◆ **The input**:
***
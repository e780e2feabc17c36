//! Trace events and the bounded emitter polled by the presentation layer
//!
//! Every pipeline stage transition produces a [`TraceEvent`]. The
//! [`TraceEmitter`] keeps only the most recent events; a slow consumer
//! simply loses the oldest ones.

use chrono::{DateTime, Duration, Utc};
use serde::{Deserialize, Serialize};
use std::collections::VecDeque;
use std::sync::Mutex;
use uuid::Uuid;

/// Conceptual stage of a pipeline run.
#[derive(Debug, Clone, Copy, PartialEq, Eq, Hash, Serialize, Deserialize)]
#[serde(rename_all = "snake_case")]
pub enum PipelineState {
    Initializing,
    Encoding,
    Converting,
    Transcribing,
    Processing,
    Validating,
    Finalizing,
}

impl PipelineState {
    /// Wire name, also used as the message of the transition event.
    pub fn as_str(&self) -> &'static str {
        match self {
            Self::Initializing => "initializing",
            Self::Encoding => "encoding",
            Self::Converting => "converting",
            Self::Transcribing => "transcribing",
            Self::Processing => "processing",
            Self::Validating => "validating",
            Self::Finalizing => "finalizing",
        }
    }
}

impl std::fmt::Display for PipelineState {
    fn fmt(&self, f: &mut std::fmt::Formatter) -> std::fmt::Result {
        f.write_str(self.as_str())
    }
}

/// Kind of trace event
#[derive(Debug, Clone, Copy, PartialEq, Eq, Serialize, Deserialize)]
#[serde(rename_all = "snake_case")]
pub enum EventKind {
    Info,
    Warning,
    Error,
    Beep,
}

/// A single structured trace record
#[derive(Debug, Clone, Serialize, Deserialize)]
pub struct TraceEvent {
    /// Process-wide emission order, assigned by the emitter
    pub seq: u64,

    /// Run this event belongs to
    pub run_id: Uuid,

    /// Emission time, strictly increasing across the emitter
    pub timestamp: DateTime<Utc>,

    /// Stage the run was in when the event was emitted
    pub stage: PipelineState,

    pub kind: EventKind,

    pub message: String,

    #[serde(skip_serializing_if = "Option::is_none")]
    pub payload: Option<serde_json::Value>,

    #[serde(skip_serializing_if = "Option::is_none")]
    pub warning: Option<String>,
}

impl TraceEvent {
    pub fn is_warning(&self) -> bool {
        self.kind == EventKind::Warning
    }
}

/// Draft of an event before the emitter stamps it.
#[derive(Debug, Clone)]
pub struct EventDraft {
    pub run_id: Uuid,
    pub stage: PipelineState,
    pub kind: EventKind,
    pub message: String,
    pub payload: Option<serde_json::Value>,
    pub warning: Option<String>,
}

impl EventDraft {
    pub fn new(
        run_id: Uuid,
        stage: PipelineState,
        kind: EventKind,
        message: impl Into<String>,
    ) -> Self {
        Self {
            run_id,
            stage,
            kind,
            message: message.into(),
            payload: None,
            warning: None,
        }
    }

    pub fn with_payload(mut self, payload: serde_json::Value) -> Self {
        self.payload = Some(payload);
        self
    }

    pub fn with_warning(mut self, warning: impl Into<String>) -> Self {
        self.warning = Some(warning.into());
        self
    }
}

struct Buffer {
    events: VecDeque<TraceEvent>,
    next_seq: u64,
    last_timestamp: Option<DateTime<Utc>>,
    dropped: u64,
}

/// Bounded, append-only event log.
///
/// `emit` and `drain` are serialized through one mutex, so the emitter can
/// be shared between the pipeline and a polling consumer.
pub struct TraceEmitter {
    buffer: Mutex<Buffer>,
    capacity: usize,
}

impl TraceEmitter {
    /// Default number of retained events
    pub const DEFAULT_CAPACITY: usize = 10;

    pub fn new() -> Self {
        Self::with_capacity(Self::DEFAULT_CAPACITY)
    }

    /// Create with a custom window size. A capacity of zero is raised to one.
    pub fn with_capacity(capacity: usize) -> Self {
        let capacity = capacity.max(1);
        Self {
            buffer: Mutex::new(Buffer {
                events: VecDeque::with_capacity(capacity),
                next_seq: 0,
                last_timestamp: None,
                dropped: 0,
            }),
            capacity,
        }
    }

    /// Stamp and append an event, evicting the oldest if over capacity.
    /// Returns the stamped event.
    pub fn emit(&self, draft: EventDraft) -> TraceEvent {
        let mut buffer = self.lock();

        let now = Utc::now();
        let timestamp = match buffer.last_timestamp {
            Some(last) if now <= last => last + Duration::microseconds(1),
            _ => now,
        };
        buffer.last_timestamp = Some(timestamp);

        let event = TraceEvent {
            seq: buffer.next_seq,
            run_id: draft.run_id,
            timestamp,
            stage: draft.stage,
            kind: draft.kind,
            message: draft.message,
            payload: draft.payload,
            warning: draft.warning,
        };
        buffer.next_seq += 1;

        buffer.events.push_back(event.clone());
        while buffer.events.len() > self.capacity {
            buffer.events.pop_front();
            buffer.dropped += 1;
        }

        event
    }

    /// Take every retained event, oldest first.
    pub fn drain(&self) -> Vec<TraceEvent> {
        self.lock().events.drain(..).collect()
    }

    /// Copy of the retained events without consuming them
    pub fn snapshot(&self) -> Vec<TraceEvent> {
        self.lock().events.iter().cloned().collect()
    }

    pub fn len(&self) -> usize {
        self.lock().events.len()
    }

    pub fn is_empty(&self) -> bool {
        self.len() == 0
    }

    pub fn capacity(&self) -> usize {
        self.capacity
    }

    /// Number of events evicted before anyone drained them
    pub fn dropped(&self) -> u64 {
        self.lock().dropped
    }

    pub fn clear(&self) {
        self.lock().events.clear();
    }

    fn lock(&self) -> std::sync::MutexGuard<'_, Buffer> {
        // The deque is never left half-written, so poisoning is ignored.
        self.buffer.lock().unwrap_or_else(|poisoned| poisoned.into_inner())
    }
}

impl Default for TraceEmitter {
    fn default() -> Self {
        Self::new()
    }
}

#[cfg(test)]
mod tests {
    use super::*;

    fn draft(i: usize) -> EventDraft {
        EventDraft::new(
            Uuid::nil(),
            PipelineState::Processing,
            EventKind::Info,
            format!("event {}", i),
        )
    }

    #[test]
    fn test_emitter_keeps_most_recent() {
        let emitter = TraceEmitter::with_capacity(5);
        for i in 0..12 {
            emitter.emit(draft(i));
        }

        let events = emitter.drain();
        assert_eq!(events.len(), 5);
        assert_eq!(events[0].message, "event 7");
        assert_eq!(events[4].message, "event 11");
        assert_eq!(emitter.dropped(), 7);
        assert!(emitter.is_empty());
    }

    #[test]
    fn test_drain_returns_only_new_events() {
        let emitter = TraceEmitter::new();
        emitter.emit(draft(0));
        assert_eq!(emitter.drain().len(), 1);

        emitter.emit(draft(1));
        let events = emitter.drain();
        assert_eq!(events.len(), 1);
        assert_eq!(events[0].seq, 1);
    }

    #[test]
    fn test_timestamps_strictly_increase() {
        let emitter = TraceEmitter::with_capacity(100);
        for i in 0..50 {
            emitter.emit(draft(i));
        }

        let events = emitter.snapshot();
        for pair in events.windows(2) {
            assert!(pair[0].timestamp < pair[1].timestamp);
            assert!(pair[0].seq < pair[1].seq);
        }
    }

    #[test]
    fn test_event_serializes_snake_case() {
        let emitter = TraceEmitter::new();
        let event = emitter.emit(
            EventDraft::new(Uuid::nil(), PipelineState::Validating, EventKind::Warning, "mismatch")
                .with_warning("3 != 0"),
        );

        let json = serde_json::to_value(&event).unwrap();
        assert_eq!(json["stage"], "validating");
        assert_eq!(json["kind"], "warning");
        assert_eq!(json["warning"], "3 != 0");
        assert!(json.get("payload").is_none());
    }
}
***
◆ **Your goal**: Copy out the lines of the data where the word "DateTime" can be found.

◆ **Result for this task**:
use chrono::{DateTime, Duration, Utc};
    pub timestamp: DateTime<Utc>,
    last_timestamp: Option<DateTime<Utc>>,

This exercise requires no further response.